Perjanjian
Renville merupakan perjanjian antara pemerintah Belanda dengan
pemerintah Indonesia yang bertujuan untuk menyelesaikan konflik yang
terjadi antar kedua belah pihak pasca agresi Belanda 1. Perjanjian ini
ditandatangani di atas kapal perang USS Renville yang tengah merapat di
Tanjung Priok pada tanggal 17 Januari 1948.
Latar Belakang
Aksi
militer Belanda, oleh pihak Indonesia disebut Agresi Militer Belanda 1
sementara pihak Belanda menyebut aksi polisionil, berhasil menduduki
kota-kota penting dan objek-objek penting seperti perkebunan, pelabuhan
dan pabrik-pabrik. Atas aksi Belanda itu pemerintah Indonesia
melayangkan protes ke Dewan Keamanan PBB.
Pada
tanggal 1 Agustus 1947 Dewan Keamanan PBB mengadakan sidang. Hasilnya
Dewan Keamanan PBB mengeluarkan resolusi agar Indonesia dan Belanda
menghentikan tembak-menembak. Selain itu tanggal 25 Agustus 1947 Dewan
Keamanan PBB membentuk suatu komite untuk menjadi penengah konflik
antara Indonesia dengan Belanda yang dikenal dengan Komisi Tiga Negara
(KTN), yang beranggotakan tiga negara, yaitu Australia yang dipilih oleh
Indonesia, Belgia yang dipilih oleh Belanda, dan Amerika Serikat yang
dipilih oleh Australia dan Belgia.
Atas
campur tangan PBB melalui Komisi Tiga Negara, Indonesia dan Belanda
berhasil dipertemukan dalam suatu perjanjian, namun kedua belah pihak
menginginkan perjanjian dilaksanakan di tempat yang netral, dengan
alasan kondisi di Indonesia masih sering terjadi baku tembak antara TNI
dan tentara Belanda. Amerika Serikat yang menjadi penengah dalam Komisi
Tiga Negara mengusulkan agar perjanjian diadakan di kapal perang USS
Renville.
Naskah
perjanjian ditandatangani pada 17 Januari 1948. Hasil perundingan
disebut perjanjian Renville. Dalam perudingan ini delegasi Indonesia
dipimpin oleh Mr. Amir Syarifuddin. Sedangkan delegasi Belanda dipimpin
oleh R. Abdulkadir Wijoyoatmojo, seorang Indonesia yang memihak Belanda.

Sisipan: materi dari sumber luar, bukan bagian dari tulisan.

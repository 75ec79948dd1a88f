//! spb-md
//!
//! Market-data boundary for the price-behavior tools.
//!
//! This crate owns the bar type, decimal price parsing, the quote-file reader
//! and the [`QuoteStore`] abstraction. It does **not** normalize session
//! times or compute anything; `spb-analysis` consumes the bars it returns.

pub mod ingest_csv;
pub mod price;
pub mod store;

use chrono::{NaiveDate, NaiveTime};

pub use ingest_csv::{parse_quotes_file, parse_quotes_str, CsvOptions};
pub use price::{micros_to_f64, price_to_micros, PriceParseError, MICROS_PER_UNIT};
pub use store::{CsvQuoteStore, MemoryQuoteStore, QuoteStore, QuoteStoreError};

/// One 5-minute OHLCV observation for a single ticker.
///
/// Identity is the `(date, time)` pair. Prices are integer micros
/// (1 currency unit = [`MICROS_PER_UNIT`]) so alignment and differencing are
/// exact.
#[derive(Debug, Clone, Copy, PartialEq, Eq)]
pub struct Bar {
    /// Trading date (calendar day as written in the source).
    pub date: NaiveDate,
    /// Wall-clock time of day as written in the source.
    pub time: NaiveTime,
    pub open_micros: i64,
    pub high_micros: i64,
    pub low_micros: i64,
    pub close_micros: i64,
    pub volume: i64,
}

impl Bar {
    /// Canonical identity key of the bar.
    pub fn key(&self) -> (NaiveDate, NaiveTime) {
        (self.date, self.time)
    }
}
//! Plain-text histogram rendering.

use std::io::{self, Write};
use std::sync::Mutex;

use spb_analysis::{ChartSink, HistogramSpec};
use tracing::warn;

const DEFAULT_WIDTH: usize = 40;

/// Writes one line per bin: edges, a `#` bar scaled to `width`, the count.
pub struct TextHistogramSink<W: Write> {
    out: Mutex<W>,
    width: usize,
}

impl<W: Write> TextHistogramSink<W> {
    pub fn new(out: W) -> Self {
        Self {
            out: Mutex::new(out),
            width: DEFAULT_WIDTH,
        }
    }

    /// Length of the longest bar, in characters (at least 1).
    pub fn with_width(mut self, width: usize) -> Self {
        self.width = width.max(1);
        self
    }

    pub fn into_inner(self) -> W {
        match self.out.into_inner() {
            Ok(w) => w,
            Err(poisoned) => poisoned.into_inner(),
        }
    }

    fn write_histogram(&self, out: &mut W, h: &HistogramSpec) -> io::Result<()> {
        let counts = h.counts();
        let edges = h.edges();
        let peak = counts.iter().copied().max().unwrap_or(0);

        writeln!(out, "{}", h.title())?;
        writeln!(out, "x: {}  y: Frequency  bin: {}", h.label, h.bin_width)?;
        for (i, (count, edge)) in counts.iter().zip(edges.windows(2)).enumerate() {
            let close = if i + 1 == counts.len() { ']' } else { ')' };
            let bar = "#".repeat(scaled(*count, peak, self.width));
            writeln!(
                out,
                "[{:>7.2}, {:>7.2}{close} {bar:<width$} {count}",
                edge[0],
                edge[1],
                width = self.width
            )?;
        }
        writeln!(out, "observations: {}", h.values.len())?;
        out.flush()
    }
}

fn scaled(count: usize, peak: usize, width: usize) -> usize {
    if count == 0 || peak == 0 {
        return 0;
    }
    (count * width).div_ceil(peak)
}

impl<W: Write> ChartSink for TextHistogramSink<W> {
    fn render(&self, histogram: &HistogramSpec) {
        let mut guard = match self.out.lock() {
            Ok(g) => g,
            Err(poisoned) => poisoned.into_inner(),
        };
        if let Err(e) = self.write_histogram(&mut guard, histogram) {
            warn!(ticker = %histogram.ticker, error = %e, "text histogram write failed");
        }
    }
}
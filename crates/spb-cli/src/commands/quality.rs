use anyhow::{bail, Result};
use spb_analysis::{build_quality_report, Ticker};
use spb_md::QuoteStore;
use tracing::warn;

use super::Context;

pub fn run(ctx: &Context, ticker: &str) -> Result<()> {
    let ticker = match Ticker::parse(ticker, &ctx.settings.tickers) {
        Ok(t) => t,
        Err(e) => bail!("{}: {e}", e.kind()),
    };
    let bars = match ctx.store.load_bars(ticker.as_str()) {
        Ok(b) => b,
        Err(e) => bail!("QUOTE_SOURCE: {e}"),
    };

    let report = build_quality_report(&bars, &ctx.settings.session);
    if !report.is_clean() {
        warn!(ticker = %ticker, "quote file has duplicate or out-of-order bars");
    }
    println!("ticker={ticker}");
    println!("{report}");
    Ok(())
}
//! Scenario: reference results over the historical IntraQuotes files.
//!
//! Needs `SPB_QUOTES_DIR` pointing at the directory holding `AMAT.txt`,
//! `C.txt`, `JD.txt`, `MU.txt` and `TWTR.txt`. Skips otherwise.
//!
//! The invalid-input cases need no data and always run.

use spb_analysis::{analyze, AnalysisRequest, AnalysisSettings, NullChartSink, StatisticsRecord};
use spb_md::{CsvQuoteStore, MemoryQuoteStore};
use spb_testkit::quotes_dir_from_env;

fn run(request: AnalysisRequest) -> Option<StatisticsRecord> {
    let Some(dir) = quotes_dir_from_env() else {
        eprintln!("SKIP: SPB_QUOTES_DIR not set");
        return None;
    };
    let store = CsvQuoteStore::new(dir);
    let outcome = analyze(&request, &AnalysisSettings::default(), &store, &NullChartSink)
        .expect("analysis over historical quotes");
    Some(outcome.record)
}

#[test]
fn amat_open_minus_prior_close_minimum() {
    if let Some(r) = run(AnalysisRequest::new("AMAT", "open_priorclose", 0.5)) {
        assert_eq!(r.min_price_change, -3.81);
    }
}

#[test]
fn mu_close_minus_open_std_ignores_cutoff() {
    if let Some(r) = run(AnalysisRequest::new("MU", "close_open", 0.5).with_cutoff("1800")) {
        assert_eq!(r.std, 1.252);
    }
}

#[test]
fn c_close_minus_prior_close_within_count() {
    if let Some(r) = run(AnalysisRequest::new("C", "close_priorclose", 1.0)) {
        assert_eq!(r.obs_btw_boundaries, 181);
    }
}

#[test]
fn jd_intraday_1835_mean() {
    if let Some(r) = run(AnalysisRequest::new("JD", "intraprice_open", 0.5).with_cutoff("1835")) {
        assert_eq!(r.mean, -0.069);
    }
}

#[test]
fn twtr_intraday_1900_observation_count() {
    if let Some(r) = run(AnalysisRequest::new("TWTR", "intraprice_open", 0.5).with_cutoff("1900")) {
        assert_eq!(r.all_obs_number, 248);
    }
}

#[test]
fn historical_records_are_internally_consistent() {
    for (ticker, mode, cutoff) in [
        ("AMAT", "open_priorclose", None),
        ("MU", "close_open", None),
        ("C", "close_priorclose", None),
        ("JD", "intraprice_open", Some("1835")),
        ("TWTR", "intraprice_open", Some("1900")),
    ] {
        let mut req = AnalysisRequest::new(ticker, mode, 1000.0);
        req.cutoff = cutoff.map(str::to_string);
        let Some(r) = run(req) else { return };
        assert!(r.min_price_change <= r.mean && r.mean <= r.max_price_change);
        assert_eq!(r.obs_btw_boundaries, r.all_obs_number, "{ticker} {mode}");
        assert_eq!(r.obs_btw_boundaries_perc, 100.0);
    }
}

fn rejected_kind(request: AnalysisRequest) -> &'static str {
    // Validation runs before loading, so an empty store is enough.
    analyze(
        &request,
        &AnalysisSettings::default(),
        &MemoryQuoteStore::new(),
        &NullChartSink,
    )
    .expect_err("request should be rejected")
    .kind()
}

#[test]
fn invalid_inputs_name_the_failing_field() {
    assert_eq!(
        rejected_kind(AnalysisRequest::new("TWTR1", "close_open", 0.5)),
        "INVALID_TICKER"
    );
    assert_eq!(
        rejected_kind(AnalysisRequest::new("TWTR", "intra_open", 0.5)),
        "INVALID_MODE"
    );
    assert_eq!(
        rejected_kind(AnalysisRequest::new("TWTR", "close_open", -0.5)),
        "INVALID_BOUNDARY"
    );
    assert_eq!(
        rejected_kind(AnalysisRequest::new("TWTR", "intraprice_open", 0.5).with_cutoff("1200")),
        "INVALID_CUTOFF_TIME"
    );
    assert_eq!(
        rejected_kind(AnalysisRequest::new("TWTR", "intraprice_open", 0.5).with_cutoff("2300")),
        "INVALID_CUTOFF_TIME"
    );
}
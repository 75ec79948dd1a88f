//! spb-analysis
//!
//! Price-fluctuation pipeline over 5-minute bars:
//! clock correction ([`normalizer`]), day alignment ([`aligner`]),
//! differencing ([`difference`]) and summary statistics ([`stats`]),
//! fronted by [`analyze`].
//!
//! Every stage takes immutable input and returns a fresh value; nothing is
//! cached between calls. Chart rendering sits behind [`ChartSink`].

pub mod aligner;
pub mod chart;
pub mod difference;
pub mod error;
pub mod facade;
pub mod normalizer;
pub mod quality;
pub mod session;
pub mod stats;
pub mod types;

pub use aligner::{align, AlignedSeries, IntradaySeries};
pub use chart::{ChartSink, HistogramSpec, NullChartSink, BIN_WIDTH};
pub use difference::{difference, DifferenceSeries};
pub use error::AnalysisError;
pub use facade::{
    analyze, analyze_bars, AnalysisOutcome, AnalysisRequest, AnalysisSettings, ValidatedRequest,
};
pub use normalizer::{flagged_days, normalize, NormalizedBar};
pub use quality::{build_quality_report, QualityReport};
pub use session::{SessionError, SessionSpec};
pub use stats::{round_to, summarize, StatisticsRecord};
pub use types::{ComparisonMode, CutoffTime, Ticker, DEFAULT_CUTOFF, DEFAULT_TICKERS};
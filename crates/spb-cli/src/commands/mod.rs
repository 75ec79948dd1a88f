//! Command handlers for `spb`.
//!
//! Shared setup (config layering, quote store resolution) lives here; each
//! subcommand has its own module.

pub mod analyze;
pub mod quality;

use std::path::Path;

use anyhow::{Context as _, Result};
use spb_analysis::AnalysisSettings;
use spb_config::{load_layered_yaml, load_layered_yaml_from_strings, SpbConfig};
use spb_md::CsvQuoteStore;
use tracing::debug;

/// Env var that overrides `quotes.dir`.
pub const ENV_QUOTES_DIR: &str = "SPB_QUOTES_DIR";

/// Everything a subcommand needs, resolved once.
pub struct Context {
    pub config: SpbConfig,
    pub settings: AnalysisSettings,
    pub store: CsvQuoteStore,
}

impl Context {
    pub fn load(config_paths: &[String], quotes_dir: Option<&Path>) -> Result<Self> {
        let loaded = if config_paths.is_empty() {
            load_layered_yaml_from_strings(&["{}"])?
        } else {
            let refs: Vec<&str> = config_paths.iter().map(|s| s.as_str()).collect();
            load_layered_yaml(&refs)?
        };
        let config = loaded.typed()?;
        let settings = config
            .analysis_settings()
            .context("config does not yield valid analysis settings")?;

        let dir = config.resolve_quotes_dir(quotes_dir, std::env::var_os(ENV_QUOTES_DIR));
        debug!(config_hash = %loaded.config_hash, quotes_dir = %dir.display(), "config loaded");
        let store = config.quote_store(dir);

        Ok(Self {
            config,
            settings,
            store,
        })
    }
}
//! spb-chart
//!
//! Concrete [`ChartSink`](spb_analysis::ChartSink) implementations:
//! - [`TextHistogramSink`]: one line per bin, written to any `io::Write`
//! - `PngHistogramSink` (feature `png`): bitmap file per ticker and label

pub mod text;

#[cfg(feature = "png")]
pub mod png;

pub use text::TextHistogramSink;

#[cfg(feature = "png")]
pub use png::PngHistogramSink;

/// File-name friendly form of a histogram label.
///
/// `"Intraday Price @1835 - Open Price Difference"` becomes
/// `"intraday_price_1835_open_price_difference"`.
pub fn label_slug(label: &str) -> String {
    let mut out = String::with_capacity(label.len());
    for c in label.chars() {
        if c.is_ascii_alphanumeric() {
            out.push(c.to_ascii_lowercase());
        } else if !out.is_empty() && !out.ends_with('_') {
            out.push('_');
        }
    }
    while out.ends_with('_') {
        out.pop();
    }
    out
}
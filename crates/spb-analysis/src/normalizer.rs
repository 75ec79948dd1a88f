//! Clock-anomaly correction.
//!
//! Some days in the historical quote files were exported with the clock one
//! hour behind: the opening bar is stamped `14:30` instead of `15:30`. A day is
//! flagged when its earliest bar sits exactly at [`SessionSpec::anomalous_start`];
//! every bar of a flagged day is moved forward one hour. Other days pass
//! through unchanged.

use std::collections::{BTreeMap, BTreeSet};

use chrono::{NaiveDate, NaiveTime};
use spb_md::Bar;
use tracing::{debug, warn};

use crate::session::{clock_shift, SessionSpec};

/// A bar plus its corrected time of day. `bar.time` keeps the raw stamp.
#[derive(Debug, Clone, Copy, PartialEq, Eq)]
pub struct NormalizedBar {
    pub bar: Bar,
    pub adjusted_time: NaiveTime,
}

impl NormalizedBar {
    pub fn date(&self) -> NaiveDate {
        self.bar.date
    }

    pub fn was_shifted(&self) -> bool {
        self.adjusted_time != self.bar.time
    }
}

/// Days whose earliest bar is stamped one hour before session start.
pub fn flagged_days(bars: &[Bar], session: &SessionSpec) -> BTreeSet<NaiveDate> {
    let mut earliest: BTreeMap<NaiveDate, NaiveTime> = BTreeMap::new();
    for bar in bars {
        earliest
            .entry(bar.date)
            .and_modify(|t| *t = (*t).min(bar.time))
            .or_insert(bar.time);
    }
    let anomalous = session.anomalous_start();
    earliest
        .into_iter()
        .filter(|(_, first)| *first == anomalous)
        .map(|(date, _)| date)
        .collect()
}

/// Attach corrected times to every bar, preserving order and length.
pub fn normalize(bars: &[Bar], session: &SessionSpec) -> Vec<NormalizedBar> {
    let flagged = flagged_days(bars, session);
    debug!(bars = bars.len(), flagged_days = flagged.len(), "time normalization");

    let shift = clock_shift();
    bars.iter()
        .map(|bar| {
            let adjusted_time = if flagged.contains(&bar.date) {
                let (moved, wrapped_secs) = bar.time.overflowing_add_signed(shift);
                if wrapped_secs != 0 {
                    warn!(date = %bar.date, time = %bar.time, "clock correction would cross midnight; bar left as-is");
                    bar.time
                } else {
                    moved
                }
            } else {
                bar.time
            };
            NormalizedBar {
                bar: *bar,
                adjusted_time,
            }
        })
        .collect()
}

Isi Perjanjian Renville, antara lain :
1. Pembentukan dengan segera Republik Indonesia Serikat (RIS);
2. Belanda tetap berdaulat atas seluruh Indonesia, sebelum RIS terbentuk;
3. RI akan merupakan negara bagian dalam RIS;
4. Akan dibentuk Uni Indonesia - Belanda di mana kepalanya adalah Raja Belanda;
5. Akan diadakan plebisit (pemungutan
suara) untuk menentukan kedudukan politik rakyat Indonesia dalam RIS
dan pemilihan umum untuk membentuk Dewan Konstituante RIS.
6.
TNI harus ditarik mundur dari kantong-kantong republik di wilayah Jawa
Barat dan Jawa Timur, untuk masuk ke wilayah Republik Indonesia di
Yogyakarta.
Dampak Perjanjian Renville
Perjanjian
Renville mengakibatkan banyak kerugian di pihak Indonesia, bagi pihak
Indonesia kerugian yang paling dirasakan ialah keharusan tentara untuk
meninggalkan posisi yang sebelumnya menjadi kantong-kantong republik,
seperti ribuan tentara dari Divisi Siliwangi di Jawa Barat harus hijrah
ke Jawa Tengah untuk mematuhi perjanjian Renville. Wilayah Indonesia
jelas semakin sempit. Belanda hanya mengakui wilayah RI atas Jawa
Tengah, Yogyakarta, sebagian kecil Jawa Barat, Jawa Timur dan Sumatra.
Selain
itu akibat perjanjian Renville juga timbulnya protes dan kekisruhan di
tubuh pemerintah. Sebagai bentuk penolakan atas perjanjian itu, sejumlah
partai politik menarik dukungannya, seperti Partai Nasional Indonesia
(PNI) dan Masyumi. Akhirnya, Kabinet Amir Syarifuddin jatuh, pada
tanggal 23 Januari 1948 Amir Syarifuddin menyerahkan mandatnya kepada
Presiden Soekarno.
Untuk
mengatasi kemelut yang terjadi maka presiden Soekarno mengambil langkah
dengan menunjuk wakil presiden Muhammad Hatta sebagai perdana menteri.